▸ **TASK TO COMPLETE**
Set down each line from the start of the material exactly, please, up to and including the one that contains "pub trait UserRepository: Send".

▸ **DATA EXTRACTS**
▼▼▼

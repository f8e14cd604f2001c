//! Port for user account storage.

use async_trait::async_trait;
use pagination::{PageOf, PageRequest};

use crate::domain::user::{NewUser, User, UserId};

use super::RepositoryError;

/// Failures raised while registering a user.
#[derive(Debug, Clone, PartialEq, Eq, thiserror::Error)]
pub enum CreateUserError {
    /// Another account already uses this username.
    #[error("a user with this username already exists")]
    DuplicateUsername,
    /// Another account already uses this email.
    #[error("a user with this email already exists")]
    DuplicateEmail,
    /// Infrastructure failure.
    #[error(transparent)]
    Repository(#[from] RepositoryError),
}

/// Port for user account storage and retrieval.
#[async_trait]
pub trait UserRepository: Send + Sync {
    /// Persist a validated registration.
    ///
    /// Unique constraints on username and email arbitrate concurrent
    /// registrations; the loser receives the matching duplicate error.
    async fn create(&self, user: &NewUser) -> Result<User, CreateUserError>;

    /// Fetch a user by id.
    async fn find_by_id(&self, id: UserId) -> Result<Option<User>, RepositoryError>;

    /// Fetch a user and their password hash by login email.
    async fn find_by_email_with_hash(
        &self,
        email: &str,
    ) -> Result<Option<(User, String)>, RepositoryError>;

    /// List users ordered by username.
    async fn list(&self, page: PageRequest) -> Result<PageOf<User>, RepositoryError>;

    /// Replace the stored avatar path, returning the previous one.
    ///
    /// Passing `None` clears the avatar.
    async fn set_avatar(
        &self,
        id: UserId,
        avatar: Option<&str>,
    ) -> Result<Option<String>, RepositoryError>;
}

▲▲▲

▸ **ANSWER SPACE**
repository f8e14cd604f2001c
//! Port for user account storage.

use async_trait::async_trait;
use pagination::{PageOf, PageRequest};

use crate::domain::user::{NewUser, User, UserId};

use super::RepositoryError;

/// Failures raised while registering a user.
#[derive(Debug, Clone, PartialEq, Eq, thiserror::Error)]
pub enum CreateUserError {
    /// Another account already uses this username.
    #[error("a user with this username already exists")]
    DuplicateUsername,
    /// Another account already uses this email.
    #[error("a user with this email already exists")]
    DuplicateEmail,
    /// Infrastructure failure.
    #[error(transparent)]
    Repository(#[from] RepositoryError),
}

/// Port for user account storage and retrieval.
#[async_trait]
pub trait UserRepository: Send + Sync {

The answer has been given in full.